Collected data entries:
----

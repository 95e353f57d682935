//! Configuration system tests.

use lokihouse_lib::core::{BackendKind, Config, ConfigBuilder};
use std::io::Write;
use std::time::Duration;

#[test]
fn test_default_config() {
    let config = Config::default();
    assert!(config.validate().is_ok());
    assert_eq!(config.server.port, 3100);
    assert_eq!(config.server.max_connections, 1024);
    assert_eq!(config.clickhouse.backend, BackendKind::Clickhouse);
    assert_eq!(config.clickhouse.url, "http://localhost:8123");
    assert_eq!(config.clickhouse.database, "loki");
    assert_eq!(config.buffers.samples.max_entries, 5000);
    assert_eq!(config.buffers.samples.max_age, Duration::from_secs(2));
    assert_eq!(config.buffers.labels.max_entries, 100);
    assert_eq!(config.buffers.labels.max_age, Duration::from_secs(5));
}

#[test]
fn test_config_builder() {
    let config = ConfigBuilder::new()
        .port(9000)
        .backend(BackendKind::Memory)
        .labels_buffer(10, Duration::from_millis(250))
        .credentials("reader", Some("secret".to_string()))
        .debug(true)
        .build()
        .unwrap();

    assert_eq!(config.server.port, 9000);
    assert_eq!(config.clickhouse.backend, BackendKind::Memory);
    assert_eq!(config.buffers.labels.max_entries, 10);
    assert_eq!(config.buffers.labels.max_age, Duration::from_millis(250));
    assert_eq!(config.clickhouse.username.as_deref(), Some("reader"));
    assert!(config.debug);
}

#[test]
fn test_yaml_config_file() {
    let mut file = tempfile::NamedTempFile::new().unwrap();
    write!(
        file,
        r#"
server:
  port: 3101
  max_connections: 16
clickhouse:
  backend: memory
  database: tsdb
buffers:
  samples:
    max_entries: 10
    max_age: 250ms
"#
    )
    .unwrap();

    let content = std::fs::read_to_string(file.path()).unwrap();
    let config = ConfigBuilder::new()
        .from_yaml(&content)
        .unwrap()
        .build()
        .unwrap();

    assert_eq!(config.server.port, 3101);
    assert_eq!(config.server.max_connections, 16);
    assert_eq!(config.clickhouse.backend, BackendKind::Memory);
    assert_eq!(config.clickhouse.database, "tsdb");
    assert_eq!(config.buffers.samples.max_entries, 10);
    assert_eq!(config.buffers.samples.max_age, Duration::from_millis(250));
    // Unspecified sections keep their defaults
    assert_eq!(config.buffers.labels.max_entries, 100);
}

#[test]
fn test_config_validation() {
    assert!(ConfigBuilder::new()
        .samples_buffer(0, Duration::from_secs(1))
        .build()
        .is_err());
    assert!(ConfigBuilder::new()
        .labels_buffer(10, Duration::ZERO)
        .build()
        .is_err());
    assert!(ConfigBuilder::new().database("bad-name").build().is_err());

    let mut config = Config::default();
    config.server.max_connections = 0;
    assert!(config.validate().is_err());
}

#[test]
fn test_invalid_yaml_is_config_error() {
    let err = ConfigBuilder::new()
        .from_yaml("server: [not, a, map]")
        .err()
        .unwrap();
    assert_eq!(err.category(), "config");
}
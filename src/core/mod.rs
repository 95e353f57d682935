//! Core domain types, configuration and errors.
//!
//! Everything the ingestion and query paths share lives here: label sets,
//! fingerprints, the row types handed to the backend, and the crate-wide
//! error type.

#![warn(missing_docs)]

pub mod config;
pub mod error;
pub mod fingerprint;
pub mod types;

// Re-export commonly used types
pub use config::{BackendKind, BufferConfig, Config, ConfigBuilder};
pub use error::{GatewayError, Result};
pub use fingerprint::{fingerprint, Fingerprint};
pub use types::{LabelDescriptorRow, LabelSet, SampleRow};
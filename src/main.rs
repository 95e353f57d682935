//! Lokihouse entry point.

use lokihouse_lib::cli::{self, Cli};
use lokihouse_lib::core::Result;

#[tokio::main]
async fn main() -> Result<()> {
    // Parse command-line arguments
    let cli = Cli::parse_args();

    // Execute the command
    cli::execute(cli).await
}
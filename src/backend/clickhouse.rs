//! ClickHouse backend over the HTTP interface.
//!
//! Every statement is one POST. Inserts carry the statement in the `query`
//! parameter and `TabSeparated` rows in the body; DDL and selects carry the
//! statement as the body. Connections are pooled by the shared client.

use super::{tsv, Backend};
use crate::core::config::ClickHouseConfig;
use crate::core::{Fingerprint, GatewayError, LabelDescriptorRow, Result, SampleRow};
use std::time::Duration;
use tracing::{debug, info};

const INSERT_SAMPLES: &str =
    "INSERT INTO samples(fingerprint, timestamp_ms, value, string) FORMAT TabSeparated";
const INSERT_TIME_SERIES: &str =
    "INSERT INTO time_series(date, fingerprint, labels) FORMAT TabSeparated";

fn create_database_sql(database: &str) -> String {
    format!("CREATE DATABASE IF NOT EXISTS {}", database)
}

fn create_time_series_sql(database: &str) -> String {
    format!(
        "CREATE TABLE IF NOT EXISTS {}.time_series \
         (date Date, fingerprint UInt64, labels String) \
         ENGINE = ReplacingMergeTree PARTITION BY date ORDER BY fingerprint",
        database
    )
}

fn create_samples_sql(database: &str) -> String {
    format!(
        "CREATE TABLE IF NOT EXISTS {}.samples \
         (fingerprint UInt64, timestamp_ms Int64, value Float64, string String) \
         ENGINE = MergeTree PARTITION BY toDate(timestamp_ms / 1000) \
         ORDER BY (fingerprint, timestamp_ms)",
        database
    )
}

fn select_samples_sql(fingerprint: Fingerprint) -> String {
    format!(
        "SELECT fingerprint, timestamp_ms, value, string FROM samples \
         WHERE fingerprint = {} ORDER BY fingerprint, timestamp_ms FORMAT TabSeparated",
        fingerprint
    )
}

pub struct ClickHouseBackend {
    client: reqwest::Client,
    url: String,
    database: String,
    username: Option<String>,
    password: Option<String>,
    timeout: Duration,
}

impl ClickHouseBackend {
    pub fn new(config: &ClickHouseConfig) -> Result<Self> {
        let client = reqwest::Client::builder()
            .timeout(config.timeout)
            .pool_idle_timeout(Duration::from_secs(90))
            .build()?;

        Ok(Self {
            client,
            url: config.url.trim_end_matches('/').to_string(),
            database: config.database.clone(),
            username: config.username.clone(),
            password: config.password.clone(),
            timeout: config.timeout,
        })
    }

    pub fn database(&self) -> &str {
        &self.database
    }

    /// Runs one statement. With `data`, the statement travels in the
    /// `query` parameter and `data` is the body. `scoped` selects the
    /// configured database for unqualified table names.
    async fn execute(&self, statement: &str, data: Option<String>, scoped: bool) -> Result<String> {
        let mut params: Vec<(&str, &str)> = Vec::with_capacity(2);
        if scoped {
            params.push(("database", self.database.as_str()));
        }
        let body = match data {
            Some(data) => {
                params.push(("query", statement));
                data
            },
            None => statement.to_string(),
        };

        let mut request = self.client.post(&self.url).query(&params).body(body);
        if let Some(username) = &self.username {
            request = request.basic_auth(username, self.password.as_deref());
        }

        let response = request.send().await.map_err(|e| self.transport_error(e))?;
        let status = response.status();
        let text = response.text().await.map_err(|e| self.transport_error(e))?;

        if !status.is_success() {
            return Err(GatewayError::backend(status.as_u16(), text.trim()));
        }
        Ok(text)
    }

    fn transport_error(&self, err: reqwest::Error) -> GatewayError {
        if err.is_timeout() {
            GatewayError::Timeout {
                timeout_ms: self.timeout.as_millis() as u64,
            }
        } else if err.is_connect() {
            GatewayError::Unreachable(format!("{}: {}", self.url, err))
        } else {
            GatewayError::Http(err)
        }
    }
}

#[async_trait::async_trait]
impl Backend for ClickHouseBackend {
    async fn bootstrap(&self) -> Result<()> {
        let statements = [
            create_database_sql(&self.database),
            create_time_series_sql(&self.database),
            create_samples_sql(&self.database),
        ];
        for statement in &statements {
            debug!(statement = %statement, "Running bootstrap DDL");
            self.execute(statement, None, false).await?;
        }
        info!(database = %self.database, url = %self.url, "ClickHouse tables ready");
        Ok(())
    }

    async fn insert_samples(&self, rows: &[SampleRow]) -> Result<()> {
        if rows.is_empty() {
            return Ok(());
        }
        self.execute(INSERT_SAMPLES, Some(tsv::encode_samples(rows)), true)
            .await?;
        Ok(())
    }

    async fn insert_label_descriptors(&self, rows: &[LabelDescriptorRow]) -> Result<()> {
        if rows.is_empty() {
            return Ok(());
        }
        self.execute(
            INSERT_TIME_SERIES,
            Some(tsv::encode_label_descriptors(rows)),
            true,
        )
        .await?;
        Ok(())
    }

    async fn select_samples(&self, fingerprint: Fingerprint) -> Result<Vec<SampleRow>> {
        let body = self
            .execute(&select_samples_sql(fingerprint), None, true)
            .await?;
        tsv::decode_samples(&body)
    }

    fn name(&self) -> &'static str {
        "clickhouse"
    }
}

----

▶ _THE PROBLEM_: With "GatewayError" as the string to find, copy every line of the records that holds it.

▶ _RESPONSE FOR THIS EXERCISE_:
pub use error::{GatewayError, Result};
use crate::core::{Fingerprint, GatewayError, LabelDescriptorRow, Result, SampleRow};
            return Err(GatewayError::backend(status.as_u16(), text.trim()));
    fn transport_error(&self, err: reqwest::Error) -> GatewayError {
            GatewayError::Timeout {
            GatewayError::Unreachable(format!("{}: {}", self.url, err))
            GatewayError::Http(err)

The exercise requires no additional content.